Coordinate rotation digital computer (CORDIC) is an efficient algorithm for computations of trigonometric functions. Scaling-free-CORDIC is one of the famous CORDIC implementations with advantages of speed and area. In this paper, a novel direct digital frequency synthesizer (DDFS) based on scaling-free CORDIC is presented. The proposed multiplier-less architecture with small ROM and pipeline data path has advantages of high data rate, high precision, high performance, and less hardware cost. The design procedure with performance and hardware analysis for optimization has also been given. It is verified by Matlab simulations and then implemented with field programmable gate array (FPGA) by Verilog. The spurious-free dynamic range (SFDR) is over 86.85 dBc, and the signal-to-noise ratio (SNR) is more than 81.12 dB. The scaling-free CORDIC-based architecture is suitable for VLSI implementations for the DDFS applications in terms of hardware cost, power consumption, SNR, and SFDR. The proposed DDFS is very suitable for medical instruments and body care area network systems.

Entities:  

Mesh:

Year:  2012        PMID: 23251230      PMCID: PMC3501827          DOI: 10.1155/2012/651564

Source DB:  PubMed          Journal:  Comput Math Methods Med        ISSN: 1748-670X            Impact factor:   2.238


1. Introduction

Direct digital frequency synthesizer (DDFS) has been widely used in the modern communication systems.
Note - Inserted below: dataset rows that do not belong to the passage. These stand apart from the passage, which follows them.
use crate::{
    error::GuardError,
    probe::{PhaseConfig, PhaseId},
};
use anyhow::{Context, Result};
use serde::{Deserialize, Serialize};
use std::collections::BTreeMap;
use std::path::{Path, PathBuf};
use std::time::Duration;

pub const CONFIG_FILE_NAMES: [&str; 2] = [".marimo-guard.toml", "marimo-guard.toml"];

#[derive(Debug, Clone, Default, Serialize, Deserialize)]
pub struct Config {
    #[serde(default)]
    pub paths: Paths,
    #[serde(default)]
    pub engine: Engine,
    #[serde(default)]
    pub check: Check,
    #[serde(default)]
    pub app_run: AppRun,
    #[serde(default)]
    pub visual: Visual,
    #[serde(default)]
    pub smoke: Smoke,
    #[serde(default)]
    pub ui: Ui,
    #[serde(default)]
    pub mcp: Mcp,
    #[serde(default)]
    pub selftest: Selftest,
    #[serde(default)]
    pub guard_loop: GuardLoop,
    #[serde(default)]
    pub watch: Watch,
    #[serde(default)]
    pub output: Output,
    #[serde(default)]
    pub logging: Logging,
}

impl Config {
    pub fn load(path: &Path) -> Result<Self> {
        let raw = std::fs::read_to_string(path)
            .with_context(|| format!("reading config: {}", path.display()))?;
        Self::parse(&raw).with_context(|| format!("parsing TOML: {}", path.display()))
    }

    /// Parse a config document; a top-level `[marimo_guard]` table is unwrapped.
    pub fn parse(raw: &str) -> Result<Self> {
        let mut doc: toml::Table = toml::from_str(raw)?;
        let table = match doc.remove("marimo_guard") {
            Some(toml::Value::Table(inner)) => inner,
            Some(other) => {
                doc.insert("marimo_guard".to_string(), other);
                doc
            }
            None => doc,
        };
        let cfg: Config = toml::from_str(&toml::to_string(&table)?)?;
        Ok(cfg)
    }

    /// Config file next to the project root of `notebook`, if any.
    pub fn discover(project_root: &Path) -> Option<PathBuf> {
        CONFIG_FILE_NAMES
            .iter()
            .map(|name| project_root.join(name))
            .find(|p| p.exists())
    }

    /// Apply `MARIMO_GUARD_*` overrides. Unparseable values leave the
    /// current setting untouched.
    pub fn apply_env<F>(&mut self, lookup: F)
    where
        F: Fn(&str) -> Option<String>,
    {
        let flag = |name: &str| lookup(name).and_then(|v| parse_bool(&v));
        let num = |name: &str| lookup(name).and_then(|v| v.trim().parse::<u64>().ok());

        if let Some(v) = flag("MARIMO_GUARD_FAIL_ON_WARN") {
            self.check.strict = v;
        }
        if let Some(v) = flag("MARIMO_GUARD_REQUIRE_ARTIFACT") {
            self.selftest.require = v;
        }
        if let Some(v) = flag("MARIMO_GUARD_USE_MCP") {
            self.mcp.enabled = v;
        }
        if let Some(v) = lookup("MARIMO_GUARD_MCP_URL").filter(|v| !v.trim().is_empty()) {
            self.mcp.url = v.trim().to_string();
        }
        if let Some(v) = flag("MARIMO_GUARD_MCP_STRICT") {
            self.mcp.strict = v;
        }
        if let Some(v) = num("MARIMO_GUARD_MCP_WAIT_SECONDS") {
            self.mcp.wait_seconds = v;
        }
        if let Some(v) = flag("MARIMO_GUARD_VISUAL_STRICT") {
            self.visual.strict = v;
        }
        if let Some(v) = flag("MARIMO_GUARD_UI_STRICT") {
            self.ui.strict = v;
            if v {
                self.ui.enabled = true;
            }
        }
        if let Some(v) = num("MARIMO_GUARD_UI_PORT").and_then(|p| u16::try_from(p).ok()) {
            self.ui.port = Some(v);
            self.ui.enabled = true;
        }
        if let Some(v) = num("MARIMO_GUARD_UI_TIMEOUT") {
            self.ui.timeout_seconds = v;
        }
    }

    pub fn validate(&self) -> Result<(), GuardError> {
        let timeouts = [
            ("check", self.check.timeout_seconds),
            ("app_run", self.app_run.timeout_seconds),
            ("visual", self.visual.timeout_seconds),
            ("smoke", self.smoke.timeout_seconds),
            ("ui", self.ui.timeout_seconds),
            ("mcp", self.mcp.timeout_seconds),
        ];
        for (section, secs) in timeouts {
            if secs == 0 {
                return Err(GuardError::ConfigInvalid(format!(
                    "{section}.timeout_seconds must be > 0"
                )));
            }
        }
        if self.guard_loop.max_iters == 0 {
            return Err(GuardError::ConfigInvalid(
                "guard_loop.max_iters must be >= 1".into(),
            ));
        }
        for (name, port) in [
            ("smoke.port", self.smoke.port),
            ("ui.port", self.ui.port),
            ("watch.port", Some(self.watch.port)),
        ] {
            if port == Some(0) {
                return Err(GuardError::ConfigInvalid(format!("{name} must be non-zero")));
            }
        }
        if self.mcp.enabled && self.mcp.url.trim().is_empty() {
            return Err(GuardError::ConfigInvalid(
                "mcp.url is required when mcp.enabled = true".into(),
            ));
        }
        if self.ui.dom_samples == 0 {
            return Err(GuardError::ConfigInvalid("ui.dom_samples must be >= 1".into()));
        }
        Ok(())
    }

    pub fn phase_config(&self, phase: PhaseId) -> PhaseConfig {
        let (enabled, strict, secs) = match phase {
            PhaseId::Check => (
                self.check.enabled,
                self.check.strict,
                self.check.timeout_seconds,
            ),
            PhaseId::AppRun => (
                self.app_run.enabled,
                self.app_run.strict,
                self.app_run.timeout_seconds,
            ),
            PhaseId::VisualValidation => (
                self.visual.enabled,
                self.visual.strict,
                self.visual.timeout_seconds,
            ),
            PhaseId::Run => (
                self.smoke.enabled,
                self.smoke.strict,
                self.smoke.timeout_seconds,
            ),
            PhaseId::Ui => (self.ui.enabled, self.ui.strict, self.ui.timeout_seconds),
            PhaseId::Mcp => (self.mcp.enabled, self.mcp.strict, self.mcp.timeout_seconds),
        };
        PhaseConfig::new(enabled, strict, Duration::from_secs(secs))
    }
}

pub fn parse_bool(raw: &str) -> Option<bool> {
    match raw.trim().to_ascii_lowercase().as_str() {
        "1" | "true" | "yes" | "on" => Some(true),
        "0" | "false" | "no" | "off" => Some(false),
        _ => None,
    }
}

#[derive(Debug, Clone, Serialize, Deserialize)]
#[serde(default)]
pub struct Paths {
    /// Relative to the project root unless absolute.
    pub logs_dir: String,
}
impl Default for Paths {
    fn default() -> Self {
        Self {
            logs_dir: "logs".into(),
        }
    }
}

#[derive(Debug, Clone, Serialize, Deserialize)]
#[serde(default)]
pub struct Engine {
    pub python_exe: String,
    pub scripts_dir: String,
    pub marimo_module: String,
}
impl Default for Engine {
    fn default() -> Self {
        Self {
            python_exe: "auto".into(),
            scripts_dir: "scripts".into(),
            marimo_module: "marimo".into(),
        }
    }
}

#[derive(Debug, Clone, Serialize, Deserialize)]
#[serde(default)]
pub struct Check {
    pub enabled: bool,
    /// `warning[...]` lines from the static checker fail the phase.
    pub strict: bool,
    pub timeout_seconds: u64,
}
impl Default for Check {
    fn default() -> Self {
        Self {
            enabled: true,
            strict: false,
            timeout_seconds: 60,
        }
    }
}

#[derive(Debug, Clone, Serialize, Deserialize)]
#[serde(default)]
pub struct AppRun {
    pub enabled: bool,
    pub strict: bool,
    pub timeout_seconds: u64,
}
impl Default for AppRun {
    fn default() -> Self {
        Self {
            enabled: true,
            strict: false,
            timeout_seconds: 120,
        }
    }
}

#[derive(Debug, Clone, Serialize, Deserialize)]
#[serde(default)]
pub struct Visual {
    pub enabled: bool,
    pub strict: bool,
    pub timeout_seconds: u64,
}
impl Default for Visual {
    fn default() -> Self {
        Self {
            enabled: true,
            strict: false,
            timeout_seconds: 120,
        }
    }
}

#[derive(Debug, Clone, Serialize, Deserialize)]
#[serde(default)]
pub struct Smoke {
    pub enabled: bool,
    pub strict: bool,
    pub timeout_seconds: u64,
    /// How long the headless instance is left running before teardown.
    pub seconds: u64,
    pub port: Option<u16>,
}
impl Default for Smoke {
    fn default() -> Self {
        Self {
            enabled: true,
            strict: false,
            timeout_seconds: 30,
            seconds: 6,
            port: None,
        }
    }
}

#[derive(Debug, Clone, Serialize, Deserialize)]
#[serde(default)]
pub struct Ui {
    pub enabled: bool,
    pub strict: bool,
    pub timeout_seconds: u64,
    pub port: Option<u16>,
    pub error_allowlist: Vec<String>,
    pub dom_samples: u32,
    pub sample_interval_ms: u64,
    pub selectors: UiSelectors,
}
impl Default for Ui {
    fn default() -> Self {
        Self {
            enabled: false,
            strict: false,
            timeout_seconds: 20,
            port: None,
            error_allowlist: Vec::new(),
            dom_samples: 3,
            sample_interval_ms: 400,
            selectors: Default::default(),
        }
    }
}

/// DOM selectors proving a chart of each library was mounted.
#[derive(Debug, Clone, Serialize, Deserialize)]
#[serde(default)]
pub struct UiSelectors {
    pub altair: Vec<String>,
    pub plotly: Vec<String>,
    pub bokeh: Vec<String>,
    pub matplotlib: Vec<String>,
}
impl UiSelectors {
    /// Library tag -> selectors, as handed to the browser helper.
    pub fn by_library(&self) -> BTreeMap<String, Vec<String>> {
        BTreeMap::from([
            ("altair".to_string(), self.altair.clone()),
            ("plotly".to_string(), self.plotly.clone()),
            ("bokeh".to_string(), self.bokeh.clone()),
            ("matplotlib".to_string(), self.matplotlib.clone()),
        ])
    }
}

impl Default for UiSelectors {
    fn default() -> Self {
        Self {
            altair: vec!["[role=\"graphics-document\"]".into()],
            plotly: vec!["div.js-plotly-plot".into()],
            bokeh: vec![".bk-root".into()],
            matplotlib: vec!["canvas".into(), "img".into()],
        }
    }
}

#[derive(Debug, Clone, Serialize, Deserialize)]
#[serde(default)]
pub struct Mcp {
    pub enabled: bool,
    pub strict: bool,
    pub timeout_seconds: u64,
    pub url: String,
    /// Poll for endpoint availability up to this many seconds.
    pub wait_seconds: u64,
    pub connect_timeout_seconds: u64,
    pub max_retries: u32,
}
impl Default for Mcp {
    fn default() -> Self {
        Self {
            enabled: false,
            strict: false,
            timeout_seconds: 15,
            url: "http://localhost:2718/mcp/server".into(),
            wait_seconds: 0,
            connect_timeout_seconds: 5,
            max_retries: 3,
        }
    }
}

#[derive(Debug, Clone, Serialize, Deserialize)]
#[serde(default)]
pub struct Selftest {
    pub require: bool,
    /// Remove a previous run's artifact before executing the notebook.
    pub clear_stale: bool,
}
impl Default for Selftest {
    fn default() -> Self {
        Self {
            require: true,
            clear_stale: true,
        }
    }
}

#[derive(Debug, Clone, Serialize, Deserialize)]
#[serde(default)]
pub struct GuardLoop {
    pub max_iters: u32,
    pub sleep_seconds: u64,
    pub recovery_cmd: String,
    pub recovery_timeout_seconds: u64,
}
impl Default for GuardLoop {
    fn default() -> Self {
        Self {
            max_iters: 3,
            sleep_seconds: 3,
            recovery_cmd: "".into(),
            recovery_timeout_seconds: 300,
        }
    }
}

#[derive(Debug, Clone, Serialize, Deserialize)]
#[serde(default)]
pub struct Watch {
    pub port: u16,
    pub poll_ms: u64,
    pub debounce_ms: u64,
    pub log_file: String,
    pub watch_imports: bool,
    pub validate_on_change: bool,
}
impl Default for Watch {
    fn default() -> Self {
        Self {
            port: 2731,
            poll_ms: 500,
            debounce_ms: 250,
            log_file: "".into(),
            watch_imports: true,
            validate_on_change: true,
        }
    }
}

#[derive(Debug, Clone, Serialize, Deserialize)]
#[serde(default)]
pub struct Output {
    pub json: bool,
    pub write_report: bool,
    pub write_iteration_reports: bool,
}
impl Default for Output {
    fn default() -> Self {
        Self {
            json: false,
            write_report: true,
            write_iteration_reports: true,
        }
    }
}

#[derive(Debug, Clone, Serialize, Deserialize)]
#[serde(default)]
pub struct Logging {
    pub level: String,
    pub json: bool,
    pub write_to_file: bool,
    pub file_path: String,
}
impl Default for Logging {
    fn default() -> Self {
        Self {
            level: "info".into(),
            json: false,
            write_to_file: false,
            file_path: "".into(),
        }
    }
}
DDFS is preferable to the classical phase-locked-loop- (PLL-) based synthesizer in terms of switching speed, frequency resolution, and phase noise, which are beneficial to the high-performance communication systems. Figure 1 depicts the conventional DDFS architecture [1], which consists of a phase accumulator, a sine/cosine generator, a digital-to-analog converter (DAC), and a low-pass filter (LPF). As noted, two inputs: the reference clock and the frequency control word (FCW) are used; the phase accumulator integrates FCW to produce an angle in the interval of [0,2π), and the sine/cosine generator computes the sinusoidal values. In practice, the sine/cosine generator is implemented digitally, and thus followed by digital-to-analog conversion and low-pass filtering for analogue outputs. Such systems can be applied in many fields, especially in industrial, biological, and medical applications [2-4].
Figure 1

The conventional DDFS architecture.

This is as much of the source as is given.